[Work task]: What is needed is an exact copy of all the data.

[Data]:
○ ○ ○ ○

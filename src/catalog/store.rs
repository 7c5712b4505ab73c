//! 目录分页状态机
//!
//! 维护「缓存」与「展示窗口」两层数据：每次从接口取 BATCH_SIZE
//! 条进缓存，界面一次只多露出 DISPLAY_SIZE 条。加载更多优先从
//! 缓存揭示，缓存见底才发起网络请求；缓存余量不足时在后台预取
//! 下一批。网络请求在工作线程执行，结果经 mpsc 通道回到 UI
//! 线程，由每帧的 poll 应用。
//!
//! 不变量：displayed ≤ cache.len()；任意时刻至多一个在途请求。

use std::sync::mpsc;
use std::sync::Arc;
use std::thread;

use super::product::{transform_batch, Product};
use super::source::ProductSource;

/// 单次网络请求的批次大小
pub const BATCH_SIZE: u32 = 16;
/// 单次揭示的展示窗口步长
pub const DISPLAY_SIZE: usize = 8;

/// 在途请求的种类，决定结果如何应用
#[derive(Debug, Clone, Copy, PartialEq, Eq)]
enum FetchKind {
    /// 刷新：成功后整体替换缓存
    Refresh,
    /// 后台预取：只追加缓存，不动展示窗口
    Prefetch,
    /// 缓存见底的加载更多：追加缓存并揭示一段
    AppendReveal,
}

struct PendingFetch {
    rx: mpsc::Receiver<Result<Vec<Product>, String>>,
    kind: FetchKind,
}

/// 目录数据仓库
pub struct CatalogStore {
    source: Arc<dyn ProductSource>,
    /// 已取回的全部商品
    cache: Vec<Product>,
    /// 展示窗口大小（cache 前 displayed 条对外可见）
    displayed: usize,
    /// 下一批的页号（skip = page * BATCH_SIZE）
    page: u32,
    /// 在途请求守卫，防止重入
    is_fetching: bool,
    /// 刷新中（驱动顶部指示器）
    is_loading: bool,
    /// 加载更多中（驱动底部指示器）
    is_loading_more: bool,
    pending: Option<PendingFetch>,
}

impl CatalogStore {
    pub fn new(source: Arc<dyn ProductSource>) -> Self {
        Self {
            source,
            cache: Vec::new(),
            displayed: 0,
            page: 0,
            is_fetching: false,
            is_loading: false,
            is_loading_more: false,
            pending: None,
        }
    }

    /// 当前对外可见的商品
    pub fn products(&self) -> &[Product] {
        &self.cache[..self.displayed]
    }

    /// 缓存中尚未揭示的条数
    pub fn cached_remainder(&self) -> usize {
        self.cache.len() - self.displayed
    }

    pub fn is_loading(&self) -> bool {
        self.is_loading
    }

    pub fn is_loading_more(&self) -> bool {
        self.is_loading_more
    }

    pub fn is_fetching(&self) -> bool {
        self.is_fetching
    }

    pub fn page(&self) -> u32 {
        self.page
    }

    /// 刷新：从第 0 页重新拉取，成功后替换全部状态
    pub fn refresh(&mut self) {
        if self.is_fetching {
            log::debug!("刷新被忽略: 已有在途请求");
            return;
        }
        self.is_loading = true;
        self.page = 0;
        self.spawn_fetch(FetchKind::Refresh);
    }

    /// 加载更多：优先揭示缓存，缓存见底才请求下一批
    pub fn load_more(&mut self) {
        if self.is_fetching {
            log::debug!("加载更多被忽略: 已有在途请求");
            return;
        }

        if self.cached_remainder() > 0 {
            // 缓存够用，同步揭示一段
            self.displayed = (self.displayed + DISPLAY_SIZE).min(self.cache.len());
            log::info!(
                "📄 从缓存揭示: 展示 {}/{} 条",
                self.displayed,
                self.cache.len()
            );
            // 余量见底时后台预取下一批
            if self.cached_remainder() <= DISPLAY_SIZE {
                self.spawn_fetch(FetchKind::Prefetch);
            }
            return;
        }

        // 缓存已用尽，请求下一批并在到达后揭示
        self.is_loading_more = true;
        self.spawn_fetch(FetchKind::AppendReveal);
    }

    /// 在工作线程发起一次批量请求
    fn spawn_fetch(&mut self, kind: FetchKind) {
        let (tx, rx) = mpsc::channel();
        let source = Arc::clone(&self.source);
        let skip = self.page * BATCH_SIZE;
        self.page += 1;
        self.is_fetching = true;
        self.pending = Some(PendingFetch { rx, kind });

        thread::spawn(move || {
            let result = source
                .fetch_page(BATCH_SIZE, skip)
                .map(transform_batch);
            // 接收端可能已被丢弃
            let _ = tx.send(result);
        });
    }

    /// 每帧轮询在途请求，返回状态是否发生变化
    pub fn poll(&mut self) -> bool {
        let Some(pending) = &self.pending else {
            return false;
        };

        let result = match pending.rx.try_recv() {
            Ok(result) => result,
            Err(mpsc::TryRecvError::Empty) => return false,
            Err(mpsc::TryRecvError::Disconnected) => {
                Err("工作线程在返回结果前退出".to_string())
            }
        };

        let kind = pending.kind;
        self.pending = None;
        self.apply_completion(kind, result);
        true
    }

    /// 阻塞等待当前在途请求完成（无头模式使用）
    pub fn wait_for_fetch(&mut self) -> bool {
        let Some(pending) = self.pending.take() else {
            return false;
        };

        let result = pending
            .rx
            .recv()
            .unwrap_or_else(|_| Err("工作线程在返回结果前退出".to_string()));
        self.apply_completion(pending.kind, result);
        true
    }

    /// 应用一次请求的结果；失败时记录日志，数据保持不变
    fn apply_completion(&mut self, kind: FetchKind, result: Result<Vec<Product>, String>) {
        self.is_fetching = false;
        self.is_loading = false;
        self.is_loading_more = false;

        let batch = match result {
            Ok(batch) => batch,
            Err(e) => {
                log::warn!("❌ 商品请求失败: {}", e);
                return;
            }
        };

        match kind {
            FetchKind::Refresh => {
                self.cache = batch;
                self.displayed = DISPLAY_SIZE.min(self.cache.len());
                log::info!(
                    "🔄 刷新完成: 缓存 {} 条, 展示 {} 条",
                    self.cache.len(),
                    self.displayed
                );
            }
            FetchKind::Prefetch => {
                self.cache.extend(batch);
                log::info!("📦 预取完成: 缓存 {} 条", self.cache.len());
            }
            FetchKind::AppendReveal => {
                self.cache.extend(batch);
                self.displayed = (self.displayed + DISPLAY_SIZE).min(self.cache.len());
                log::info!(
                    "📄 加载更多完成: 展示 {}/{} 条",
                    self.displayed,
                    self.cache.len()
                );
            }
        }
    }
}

○ ○ ○ ○

[Answer]:
filename src/catalog/store.rs
repository 7c5712b4505ab73c
//! 目录分页状态机
//!
//! 维护「缓存」与「展示窗口」两层数据：每次从接口取 BATCH_SIZE
//! 条进缓存，界面一次只多露出 DISPLAY_SIZE 条。加载更多优先从
//! 缓存揭示，缓存见底才发起网络请求；缓存余量不足时在后台预取
//! 下一批。网络请求在工作线程执行，结果经 mpsc 通道回到 UI
//! 线程，由每帧的 poll 应用。
//!
//! 不变量：displayed ≤ cache.len()；任意时刻至多一个在途请求。

use std::sync::mpsc;
use std::sync::Arc;
use std::thread;

use super::product::{transform_batch, Product};
use super::source::ProductSource;

/// 单次网络请求的批次大小
pub const BATCH_SIZE: u32 = 16;
/// 单次揭示的展示窗口步长
pub const DISPLAY_SIZE: usize = 8;

/// 在途请求的种类，决定结果如何应用
#[derive(Debug, Clone, Copy, PartialEq, Eq)]
enum FetchKind {
    /// 刷新：成功后整体替换缓存
    Refresh,
    /// 后台预取：只追加缓存，不动展示窗口
    Prefetch,
    /// 缓存见底的加载更多：追加缓存并揭示一段
    AppendReveal,
}

struct PendingFetch {
    rx: mpsc::Receiver<Result<Vec<Product>, String>>,
    kind: FetchKind,
}

/// 目录数据仓库
pub struct CatalogStore {
    source: Arc<dyn ProductSource>,
    /// 已取回的全部商品
    cache: Vec<Product>,
    /// 展示窗口大小（cache 前 displayed 条对外可见）
    displayed: usize,
    /// 下一批的页号（skip = page * BATCH_SIZE）
    page: u32,
    /// 在途请求守卫，防止重入
    is_fetching: bool,
    /// 刷新中（驱动顶部指示器）
    is_loading: bool,
    /// 加载更多中（驱动底部指示器）
    is_loading_more: bool,
    pending: Option<PendingFetch>,
}

impl CatalogStore {
    pub fn new(source: Arc<dyn ProductSource>) -> Self {
        Self {
            source,
            cache: Vec::new(),
            displayed: 0,
            page: 0,
            is_fetching: false,
            is_loading: false,
            is_loading_more: false,
            pending: None,
        }
    }

    /// 当前对外可见的商品
    pub fn products(&self) -> &[Product] {
        &self.cache[..self.displayed]
    }

    /// 缓存中尚未揭示的条数
    pub fn cached_remainder(&self) -> usize {
        self.cache.len() - self.displayed
    }

    pub fn is_loading(&self) -> bool {
        self.is_loading
    }

    pub fn is_loading_more(&self) -> bool {
        self.is_loading_more
    }

    pub fn is_fetching(&self) -> bool {
        self.is_fetching
    }

    pub fn page(&self) -> u32 {
        self.page
    }

    /// 刷新：从第 0 页重新拉取，成功后替换全部状态
    pub fn refresh(&mut self) {
        if self.is_fetching {
            log::debug!("刷新被忽略: 已有在途请求");
            return;
        }
        self.is_loading = true;
        self.page = 0;
        self.spawn_fetch(FetchKind::Refresh);
    }

    /// 加载更多：优先揭示缓存，缓存见底才请求下一批
    pub fn load_more(&mut self) {
        if self.is_fetching {
            log::debug!("加载更多被忽略: 已有在途请求");
            return;
        }

        if self.cached_remainder() > 0 {
            // 缓存够用，同步揭示一段
            self.displayed = (self.displayed + DISPLAY_SIZE).min(self.cache.len());
            log::info!(
                "📄 从缓存揭示: 展示 {}/{} 条",
                self.displayed,
                self.cache.len()
            );
            // 余量见底时后台预取下一批
            if self.cached_remainder() <= DISPLAY_SIZE {
                self.spawn_fetch(FetchKind::Prefetch);
            }
            return;
        }

        // 缓存已用尽，请求下一批并在到达后揭示
        self.is_loading_more = true;
        self.spawn_fetch(FetchKind::AppendReveal);
    }

    /// 在工作线程发起一次批量请求
    fn spawn_fetch(&mut self, kind: FetchKind) {
        let (tx, rx) = mpsc::channel();
        let source = Arc::clone(&self.source);
        let skip = self.page * BATCH_SIZE;
        self.page += 1;
        self.is_fetching = true;
        self.pending = Some(PendingFetch { rx, kind });

        thread::spawn(move || {
            let result = source
                .fetch_page(BATCH_SIZE, skip)
                .map(transform_batch);
            // 接收端可能已被丢弃
            let _ = tx.send(result);
        });
    }

    /// 每帧轮询在途请求，返回状态是否发生变化
    pub fn poll(&mut self) -> bool {
        let Some(pending) = &self.pending else {
            return false;
        };

        let result = match pending.rx.try_recv() {
            Ok(result) => result,
            Err(mpsc::TryRecvError::Empty) => return false,
            Err(mpsc::TryRecvError::Disconnected) => {
                Err("工作线程在返回结果前退出".to_string())
            }
        };

        let kind = pending.kind;
        self.pending = None;
        self.apply_completion(kind, result);
        true
    }

    /// 阻塞等待当前在途请求完成（无头模式使用）
    pub fn wait_for_fetch(&mut self) -> bool {
        let Some(pending) = self.pending.take() else {
            return false;
        };

        let result = pending
            .rx
            .recv()
            .unwrap_or_else(|_| Err("工作线程在返回结果前退出".to_string()));
        self.apply_completion(pending.kind, result);
        true
    }

    /// 应用一次请求的结果；失败时记录日志，数据保持不变
    fn apply_completion(&mut self, kind: FetchKind, result: Result<Vec<Product>, String>) {
        self.is_fetching = false;
        self.is_loading = false;
        self.is_loading_more = false;

        let batch = match result {
            Ok(batch) => batch,
            Err(e) => {
                log::warn!("❌ 商品请求失败: {}", e);
                return;
            }
        };

        match kind {
            FetchKind::Refresh => {
                self.cache = batch;
                self.displayed = DISPLAY_SIZE.min(self.cache.len());
                log::info!(
                    "🔄 刷新完成: 缓存 {} 条, 展示 {} 条",
                    self.cache.len(),
                    self.displayed
                );
            }
            FetchKind::Prefetch => {
                self.cache.extend(batch);
                log::info!("📦 预取完成: 缓存 {} 条", self.cache.len());
            }
            FetchKind::AppendReveal => {
                self.cache.extend(batch);
                self.displayed = (self.displayed + DISPLAY_SIZE).min(self.cache.len());
                log::info!(
                    "📄 加载更多完成: 展示 {}/{} 条",
                    self.displayed,
                    self.cache.len()
                );
            }
        }
    }
}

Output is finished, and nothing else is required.